The Science and Discovery of Stars, Sub-Stars, and Planets!
Do you ever think about how big space is? Join us as Michael Gully-Santiago explains how he is discovering new stars and sub-stars with some of the largest telescopes in the world. Michael will show how we can use these and other discoveries to learn about how stars and planets form from giant clouds of space dust and gas. Science Under the Stars is a free public outreach lecture series in Austin, Texas.
There are hundreds of billions of stars in our Milky Way Galaxy, and “billions and billions” of galaxies in our Universe. In the Milky Way Galaxy we call home, scientists are still making discoveries in our astronomical backyard- the vicinity of space within merely a few hundred light-years to the Sun. Weather permitting, we will use portable telescopes to look at the planet Jupiter, and its largest moons; a star formation region M42, about a thousand light-years away; and the Andromeda Galaxy, 2.5 million light-years distant.
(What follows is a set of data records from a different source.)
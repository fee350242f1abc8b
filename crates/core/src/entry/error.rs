//! Entry operation errors.

use diary_shared::error::AppError;
use diary_shared::types::EntryId;
use thiserror::Error;

use super::types::FieldErrors;
use crate::storage::StorageError;

/// Entry operation errors.
#[derive(Debug, Error)]
pub enum EntryError {
    /// No identity was supplied for an operation that needs one.
    #[error("sign-in required")]
    Unauthorized,

    /// Entry does not exist or belongs to someone else.
    #[error("diary entry not found: {0}")]
    NotFound(EntryId),

    /// The submitted form failed validation.
    #[error("invalid entry: {0}")]
    Validation(FieldErrors),

    /// The row changed underneath an update.
    #[error("diary entry {0} was modified concurrently, please retry")]
    Conflict(EntryId),

    /// Upload request carried no file or an empty one.
    #[error("no file uploaded")]
    EmptyUpload,

    /// Storage operation failed.
    #[error("storage error: {0}")]
    Storage(#[from] StorageError),

    /// Repository operation failed.
    #[error("repository error: {0}")]
    Repository(String),
}

impl EntryError {
    /// Create a repository error.
    #[must_use]
    pub fn repository(msg: impl Into<String>) -> Self {
        Self::Repository(msg.into())
    }
}

impl From<EntryError> for AppError {
    fn from(err: EntryError) -> Self {
        match err {
            EntryError::Unauthorized => Self::Unauthorized(err.to_string()),
            EntryError::NotFound(id) => Self::NotFound(format!("diary entry {id}")),
            EntryError::Validation(ref errors) => Self::Validation(errors.to_string()),
            EntryError::Conflict(_) => Self::Conflict(err.to_string()),
            EntryError::EmptyUpload => Self::Validation("No file uploaded.".to_string()),
            EntryError::Storage(StorageError::Rejected { status, body }) => {
                Self::Upstream { status, body }
            }
            EntryError::Storage(StorageError::NotConfigured(what)) => {
                Self::Internal(format!("object storage is not configured: missing {what}"))
            }
            EntryError::Storage(other) => Self::ExternalService(other.to_string()),
            EntryError::Repository(msg) => Self::Database(msg),
        }
    }
}
//! Storage error types.

use thiserror::Error;

/// Storage operation errors.
#[derive(Debug, Error, PartialEq, Eq)]
pub enum StorageError {
    /// Base URL or credentials are missing.
    #[error("object storage is not configured: missing {0}")]
    NotConfigured(&'static str),

    /// The storage service answered with a non-success status.
    #[error("storage service rejected the request with status {status}: {body}")]
    Rejected {
        /// HTTP status returned by the service.
        status: u16,
        /// Response body returned by the service.
        body: String,
    },

    /// The request never produced a response.
    #[error("storage request failed: {0}")]
    Transport(String),

    /// A URL does not point into the configured bucket.
    #[error("not an object URL for this bucket: {0}")]
    InvalidUrl(String),
}

impl StorageError {
    /// Create a rejected error.
    #[must_use]
    pub fn rejected(status: u16, body: impl Into<String>) -> Self {
        Self::Rejected {
            status,
            body: body.into(),
        }
    }

    /// Create an invalid URL error.
    #[must_use]
    pub fn invalid_url(url: impl Into<String>) -> Self {
        Self::InvalidUrl(url.into())
    }
}

impl From<reqwest::Error> for StorageError {
    fn from(err: reqwest::Error) -> Self {
        Self::Transport(err.to_string())
    }
}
Michael Gully-Santiago is a graduate student in the Department of Astronomy at the University of Texas at Austin. Click here to visit Michael’s website.
Adventures in Science at the Bottom of the World
Imagine a place where the sun doesn’t set, the ice doesn’t melt and the landscape is so inhospitable that it is an ideal location to simulate life on the moon. Conducting research in Antarctica can be challenging, but this icy continent is home to many fascinating science investigations. Middle school science teacher Michelle Brown will discuss her adventures working with two science research teams across Antarctica as part of the PolarTREC team.
PolarTREC (Teachers and Researchers Exploring and Collaborating) is a program in which K-12 teachers spend 2-6 weeks participating in hands-on field research experiences in the polar regions. The goal of PolarTREC is to invigorate polar science education and understanding by bringing K-12 educators and polar researchers together. Click here to read Michelle’s PolarTREC journal!
Michelle received her Masters in Science Education at the University of Texas at Austin and currently teaches at O’Henry Middle School in Austin, Texas.
Deep Sea Exploration
People seeking challenges have a tendency to look up into the sky more than below their feet. This is perhaps why the deep ocean largely remains a mystery. I will review the methods currently used for deep-sea research, tell some stories from my personal experience, and tell about our recent discovery at 3000 ft depth that is perhaps the best illustration of the unexpected things that can be found down there.